Seamus OBlimey wrote:
compared2what? wrote:I, (a) (b) (c) (d) (e)

(1)

(2)

(3)

(f)


For orz' sake do you have to be so dramatic?


That review sent me into such a blind rage that I actually continued to shout and curse at 170-words-a-second in my mind for about three more hours after the first post. And in the grand database of ostensibly intellectual writers who should, imo, be required to be in compliance with all the stipulated conditions of the National Discourse Offender Registry Program , Gary Kamiya isn't even that bad, from a career-stats point of view. But if there is one thing I hate more than being talked down to, it's watching people pissing on the legacy of the very few serious political activists of that period who were not invented by J. Edgar Hoover, almost all of whom paid for their patriotism, literally or figuratively, with their lives. It's basically the equivalent of disrespecting the troops.

I mean, obviously, not only did the Yippies not prevail, they were defeated in a bloody and humiliating rout. But not because their self-indulgence and pie-in-the-sky idealism left them vulnerable to seduction by the cheap thrills of consumerism, which they were too stoned to notice would lead, inevitably, to marginalized and commodified irrelevance. They were fucking Situationists, for fucks' sake. Pointing out that the body politic was being commodified and rendered irrelevant via the cheap thrills of consumerism was one of their basic goals.

The fact that Nixon narrowly beat Humphrey in 1968 is the strongest evidence that the antiwar movement did not achieve its goals.


Right.

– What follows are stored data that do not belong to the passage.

use anyhow::{Context, anyhow};
use serde_json::Value;
use tracing::{debug, info, instrument, warn};
use uuid::Uuid;

use travol_config::BookingPolicy;
use travol_core::AppError;
use travol_db::{Collection, Document, DocumentStore, Filter, InsertOneResult, UpdateResult};
use travol_models::{BookingStatus, CreateBookingDto, IntoFields};

/// Decides whether a booking in `current` may be moved to `target`.
///
/// `current` is `None` when the stored status is not a known value.
pub fn check_transition(
    policy: BookingPolicy,
    current: Option<BookingStatus>,
    target: BookingStatus,
) -> Result<(), AppError> {
    match (policy, current) {
        (BookingPolicy::Unrestricted, _) => Ok(()),
        (BookingPolicy::PendingOnly, Some(BookingStatus::Pending)) => Ok(()),
        (BookingPolicy::PendingOnly, Some(status)) if status == target => Ok(()),
        (BookingPolicy::PendingOnly, Some(status)) => Err(AppError::conflict(anyhow!(
            "Booking is already {}; it cannot be changed to {}",
            status,
            target
        ))),
        (BookingPolicy::PendingOnly, None) => Err(AppError::conflict(anyhow!(
            "Booking has an unknown status; it cannot be changed to {}",
            target
        ))),
    }
}

const MAX_TRANSITION_ATTEMPTS: usize = 3;

pub struct BookingService;

impl BookingService {
    #[instrument(skip(store))]
    pub async fn get_bookings(store: &dyn DocumentStore) -> Result<Vec<Document>, AppError> {
        store
            .find(Collection::Bookings, &Filter::all())
            .await
            .context("Failed to fetch bookings")
            .map_err(AppError::database)
    }

    #[instrument(skip(store, dto), fields(tourist = %dto.tourist_email, guide = %dto.selected_guide))]
    pub async fn create_booking(
        store: &dyn DocumentStore,
        dto: CreateBookingDto,
    ) -> Result<InsertOneResult, AppError> {
        let result = store
            .insert_one(Collection::Bookings, dto.into_fields())
            .await
            .context("Failed to create booking")
            .map_err(AppError::database)?;

        info!(id = %result.inserted_id, "Booking created");
        Ok(result)
    }

    #[instrument(skip(store))]
    pub async fn get_bookings_for_tourist(
        store: &dyn DocumentStore,
        tourist_email: &str,
    ) -> Result<Vec<Document>, AppError> {
        store
            .find(
                Collection::Bookings,
                &Filter::eq("touristEmail", tourist_email),
            )
            .await
            .context("Failed to fetch bookings")
            .map_err(AppError::database)
    }

    #[instrument(skip(store))]
    pub async fn get_bookings_for_guide(
        store: &dyn DocumentStore,
        selected_guide: &str,
    ) -> Result<Vec<Document>, AppError> {
        store
            .find(
                Collection::Bookings,
                &Filter::eq("selectedGuide", selected_guide),
            )
            .await
            .context("Failed to fetch bookings")
            .map_err(AppError::database)
    }

    /// Moves booking `id` to `target`, subject to `policy`.
    ///
    /// A missing booking reports zero counts under either policy. Under
    /// `PendingOnly` the write only lands if the status is still the one the
    /// policy was checked against; a concurrent decision is re-read and
    /// answered by the policy.
    #[instrument(skip(store))]
    pub async fn set_status(
        store: &dyn DocumentStore,
        id: Uuid,
        target: BookingStatus,
        policy: BookingPolicy,
    ) -> Result<UpdateResult, AppError> {
        if policy == BookingPolicy::Unrestricted {
            return Self::write_status(store, Filter::by_id(id), id, target).await;
        }

        for _ in 0..MAX_TRANSITION_ATTEMPTS {
            let booking = store
                .find_one(Collection::Bookings, &Filter::by_id(id))
                .await
                .context("Failed to fetch booking")
                .map_err(AppError::database)?;

            let Some(booking) = booking else {
                return Ok(UpdateResult::new(0, 0));
            };

            check_transition(policy, BookingStatus::of(&booking), target).inspect_err(|e| {
                warn!(%id, error = %e.message(), "Booking transition refused");
            })?;

            let guard = match booking.get(BookingStatus::FIELD) {
                None | Some(Value::Null) => Filter::by_id(id).and_missing(BookingStatus::FIELD),
                Some(observed) => Filter::by_id(id).and_eq(BookingStatus::FIELD, observed.clone()),
            };

            let result = Self::write_status(store, guard, id, target).await?;
            if result.matched_count > 0 {
                return Ok(result);
            }
            debug!(%id, "Booking status changed before the write; re-reading");
        }

        Err(AppError::conflict(anyhow!(
            "Booking is being updated concurrently; try again"
        )))
    }

    async fn write_status(
        store: &dyn DocumentStore,
        filter: Filter,
        id: Uuid,
        target: BookingStatus,
    ) -> Result<UpdateResult, AppError> {
        let result = store
            .update_one(Collection::Bookings, &filter, target.as_patch())
            .await
            .context("Failed to update booking status")
            .map_err(AppError::database)?;

        if result.modified_count > 0 {
            info!(%id, status = %target, "Booking status updated");
        }

        Ok(result)
    }
}

#[cfg(test)]
mod tests {
    use super::*;
    use axum::http::StatusCode;

    #[test]
    fn test_unrestricted_allows_everything() {
        for current in [
            Some(BookingStatus::Pending),
            Some(BookingStatus::Approved),
            Some(BookingStatus::Rejected),
            None,
        ] {
            assert!(
                check_transition(BookingPolicy::Unrestricted, current, BookingStatus::Rejected)
                    .is_ok()
            );
        }
    }

    #[test]
    fn test_pending_only_allows_leaving_pending() {
        assert!(
            check_transition(
                BookingPolicy::PendingOnly,
                Some(BookingStatus::Pending),
                BookingStatus::Approved
            )
            .is_ok()
        );
    }

    #[test]
    fn test_pending_only_allows_repeating_a_decision() {
        assert!(
            check_transition(
                BookingPolicy::PendingOnly,
                Some(BookingStatus::Approved),
                BookingStatus::Approved
            )
            .is_ok()
        );
    }

    #[test]
    fn test_pending_only_refuses_reversal() {
        let err = check_transition(
            BookingPolicy::PendingOnly,
            Some(BookingStatus::Approved),
            BookingStatus::Rejected,
        )
        .unwrap_err();
        assert_eq!(err.status, StatusCode::CONFLICT);
        assert_eq!(
            err.message(),
            "Booking is already Approved; it cannot be changed to Rejected"
        );
    }

    #[test]
    fn test_pending_only_refuses_unknown_status() {
        let err =
            check_transition(BookingPolicy::PendingOnly, None, BookingStatus::Approved).unwrap_err();
        assert_eq!(err.status, StatusCode::CONFLICT);
    }
}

Because monkey business by forces of the far right had absolutely nothing to do with the way the countercultural presence in Chicago during the convention that nominated Humphrey was handled, either literally or in the press. No evidence of that at all

And the election itself? Come on, man. We're talking about Nixon. Everyone knows his electoral strategy was squeaky clean. Musta been those impractical dreamy hippes. Yeah. That's the ticket.

Um...sorry. I was getting a little carried away again. Those activists were not perfect. Some of them were gullible and some of them were corrupt. But they were not just wide-eyed innocents out for the lulz. It's insulting to the people who died in that fight to suggest it. Don't you think? Or is it really just me?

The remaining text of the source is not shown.